- Died: 1189
- Occupation: Royal justice
- Spouse: Margaret de Chesney
- Children: Roger de Cressy
- Parent(s): Roger Eustacia

= Hugh de Cressy =

12th-century Anglo-Norman royal justice

Hugh de Cressy (Note: Sometimes Hugo de Creissi, Hugh de Creissi, or Hugh de Cressi) (died 1189) was an Anglo-Norman administrator and nobleman. Little is known of his ancestry and he first served two brothers of King Henry II of England before becoming a royal official. He was rewarded with a marriage to an heiress for his service to the king. In England he often served as a royal justice and witnessed documents, which showed his closeness to the king. On the continent, he recruited mercenaries for the royal army and was named constable of the castle of Rouen in the royal lands in France. He died in 1189 after giving lands to various monasteries before his death.

==Background and early life==
Hugh's family was from Cressy, in Normandy, and his parents were named Roger and Eustacia. Nothing further is known about his parents, but he had a brother, Berengar, who married Isabel of Gressenhall, daughter of Wimar the Sewer. Hugh served William fitzEmpress, the brother of King Henry II of England, from the mid 1150s. William gave Hugh the manor of Harrietsham in Kent.

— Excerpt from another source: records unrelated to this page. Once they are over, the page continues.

use serde::{Deserialize, Serialize};
use serde_json::Value;

#[derive(Debug, Clone, Copy, PartialEq, Eq, Serialize, Deserialize)]
#[serde(rename_all = "lowercase")]
pub enum StageMode {
    Sequential,
    Parallel,
}

/// One agent invocation within a stage.
#[derive(Debug, Clone, Serialize, Deserialize)]
pub struct StepSpec {
    #[serde(default)]
    pub name: Option<String>,
    pub agent_key: String,
    /// Registered guard callable; false skips the step and the input
    /// passes through.
    #[serde(default)]
    pub guard: Option<String>,
    /// Registered mapper callable deriving this step's input.
    #[serde(default)]
    pub input_mapper: Option<String>,
    #[serde(default)]
    pub max_turns: Option<u32>,
    #[serde(default)]
    pub output_schema: Option<Value>,
}

impl StepSpec {
    pub fn display_name(&self) -> &str {
        self.name.as_deref().unwrap_or(&self.agent_key)
    }
}

/// A group of steps executed sequentially or in parallel.
#[derive(Debug, Clone, Serialize, Deserialize)]
pub struct StageSpec {
    pub name: String,
    pub mode: StageMode,
    /// Registered reducer combining parallel branch outputs.
    #[serde(default)]
    pub reducer: Option<String>,
    pub steps: Vec<StepSpec>,
}

/// A declared workflow: stages of steps, each step one agent.
#[derive(Debug, Clone, Serialize, Deserialize)]
pub struct WorkflowSpec {
    pub key: String,
    pub display_name: String,
    pub description: String,
    #[serde(default)]
    pub default: bool,
    #[serde(default)]
    pub allow_handoff_agents: bool,
    pub stages: Vec<StageSpec>,
    #[serde(default)]
    pub output_schema: Option<Value>,
}

impl WorkflowSpec {
    pub fn descriptor(&self) -> WorkflowDescriptor {
        WorkflowDescriptor {
            key: self.key.clone(),
            display_name: self.display_name.clone(),
            description: self.description.clone(),
            default: self.default,
            stage_count: self.stages.len(),
            step_count: self.stages.iter().map(|s| s.steps.len()).sum(),
        }
    }
}

/// Catalog entry returned by the workflows listing.
#[derive(Debug, Clone, Serialize)]
pub struct WorkflowDescriptor {
    pub key: String,
    pub display_name: String,
    pub description: String,
    pub default: bool,
    pub stage_count: usize,
    pub step_count: usize,
}
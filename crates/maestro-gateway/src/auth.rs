//! Handler-side gate helper: every endpoint calls `gate` first, so the
//! rest of the handler can assume an authenticated actor with a resolved
//! tenant context and the scopes the route demands.

use axum::http::HeaderMap;

use maestro_core::types::TenantRole;
use maestro_tenancy::context::GateOutcome;
use maestro_tenancy::{GateRequest, TenantGate};

use crate::error::ApiResult;

/// Authorize one request against the route's minimum role and required
/// scopes. Scopes are bound per route (`conversations:read`,
/// `workflows:write`, ...); `enforce_usage` is set on execution endpoints
/// (chat, workflow runs) only.
pub fn gate(
    tenant_gate: &TenantGate,
    headers: &HeaderMap,
    min_role: TenantRole,
    required_scopes: &[&str],
    enforce_usage: bool,
) -> ApiResult<GateOutcome> {
    let token = extract_bearer(headers);
    let tenant_id = header_str(headers, "x-tenant-id");
    let tenant_role = header_str(headers, "x-tenant-role");
    let client_ip = header_str(headers, "x-forwarded-for")
        .and_then(|v| v.split(',').next())
        .map(str::trim);

    let outcome = tenant_gate.authorize(&GateRequest {
        bearer_token: token,
        tenant_id_header: tenant_id,
        tenant_role_header: tenant_role,
        client_ip,
        min_role,
        required_scopes,
        enforce_usage,
        ..GateRequest::new(None)
    })?;
    Ok(outcome)
}

pub(crate) fn extract_bearer(headers: &HeaderMap) -> Option<&str> {
    headers
        .get("authorization")
        .and_then(|v| v.to_str().ok())
        .and_then(|v| v.strip_prefix("Bearer "))
}

fn header_str<'a>(headers: &'a HeaderMap, name: &str) -> Option<&'a str> {
    headers.get(name).and_then(|v| v.to_str().ok())
}
use maestro_core::error::ErrorKind;
use thiserror::Error;

#[derive(Debug, Error)]
pub enum StorageError {
    #[error("Object not found: {key}")]
    NotFound { key: String },

    #[error("Storage backend error: {0}")]
    Backend(String),

    #[error("HTTP error: {0}")]
    Http(#[from] reqwest::Error),

    #[error("Storage configuration error: {0}")]
    Config(String),
}

impl StorageError {
    pub fn kind(&self) -> ErrorKind {
        match self {
            StorageError::NotFound { .. } => ErrorKind::NotFound,
            StorageError::Config(_) => ErrorKind::PaymentRequired,
            StorageError::Backend(_) | StorageError::Http(_) => ErrorKind::Internal,
        }
    }
}

pub type Result<T> = std::result::Result<T, StorageError>;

After William's death in 1164, Hugh passed into royal service, while also serving as seneschal to the new Earl of Surrey, Hamelin, the illegitimate half-brother of King Henry II. On the Cartae Baronum in 1166 he held one knight's fee in the barony of Giffard. In 1167 Hugh paid a fine that is recorded in the pipe rolls for the custody of his nephew's lands at Tickhill. In 1170, he was present at the coronation of Henry the Young King in June at Westminster Abbey, when Henry II had his heir crowned as a king during the elder Henry's lifetime. During the Revolt of 1173–74 by King Henry's sons, Hugh was a partisan of the king. The revolt was brought about by the desire of Henry's three oldest sons to gain some power during Henry's reign, and by mid 1174 the revolt had been defeated by the king. During the Revolt, Hugh fought at the Battle of Fornham near Fornham St Martin in Suffolk, a victory for royalist forces, but otherwise took little part in the revolt's suppression.

==Royal service==
Hugh was close to King Henry II, witnessing a large number of royal charters and serving as a royal justice. In 1175 along with Ranulf de Glanville, Hugh served as a royal justice in northern England. He also took part of the great eyre of 1176 that was commanded after the Council of Northampton. Also in 1176, Henry II summoned Roger as a Serjeant-at-law, one of the first identifiable members of that order in the historical record. (Note: The others summoned by Henry were: 1168: Reginald de Warenne 1174: John de Cumin, William fitzRalph, and William fitzStephen 1176: William Basset and Roger fitzReinfrid 1179: Hugh de Gaerst, Ranulf de Glanvill, and Hugh Murdac 1182: William de Auberville and Osbert fitzHervey 1184: Ralph fitzStephen.) During the last 10 years of Henry's reign, Hugh witnessed 15 royal charters. (Note: Only three men witnessed more charters in this period – Ranulf de Glanville witnessed 33 and Walter de Coutances and William de Humez each witnessed 16.) In 1180 he was in charge of Rouen in Henry's possession of Normandy, being named constable of the Tower of Rouen. Later, in 1184, he further served the king by hiring mercenaries in Normandy for service with King Henry II's campaign in Poitou. He appears to have led military forces for the king as well, being recorded several times as a commander of part of the royal forces in Potiou. He is last recorded in England during the period around 1187.

Hugh married Margaret, one of the daughters and heiresses of William de Chesney, the founder of Sibton Abbey. Margaret was one of three daughters, but she inherited the bulk of her father's estates. Although Margaret was the eldest daughter, the reason she received the bulk of the estates was King Henry's desire to reward Hugh, as the king arranged the marriage as well as ensuring that most of her father's lands went to her. Through Margaret, Hugh gained the barony of Blythburgh in Suffolk, which he had control of by 1174. He also acquired lands at Rottingdean in Sussex from Margaret.

==Death and legacy==
Hugh died in 1189 around Easter at Rouen. His heir was his son Roger de Cressy, who died in 1246. Towards the end of his life, sometime between 1186 and 1189, Hugh gave a church at Cressy to the priory at St Lo in Rouen. On his deathbed he granted lands at Walberswick to Blythburgh Priory for the salvation of the souls of his parents and other ancestors as well as the souls of King Henry and Henry's brother William fitzEmpress. Margaret survived Hugh and married Robert fitzRoger and lived until at least 1214, when she paid a fine to the king for the right to her inheritance after the death of her second husband.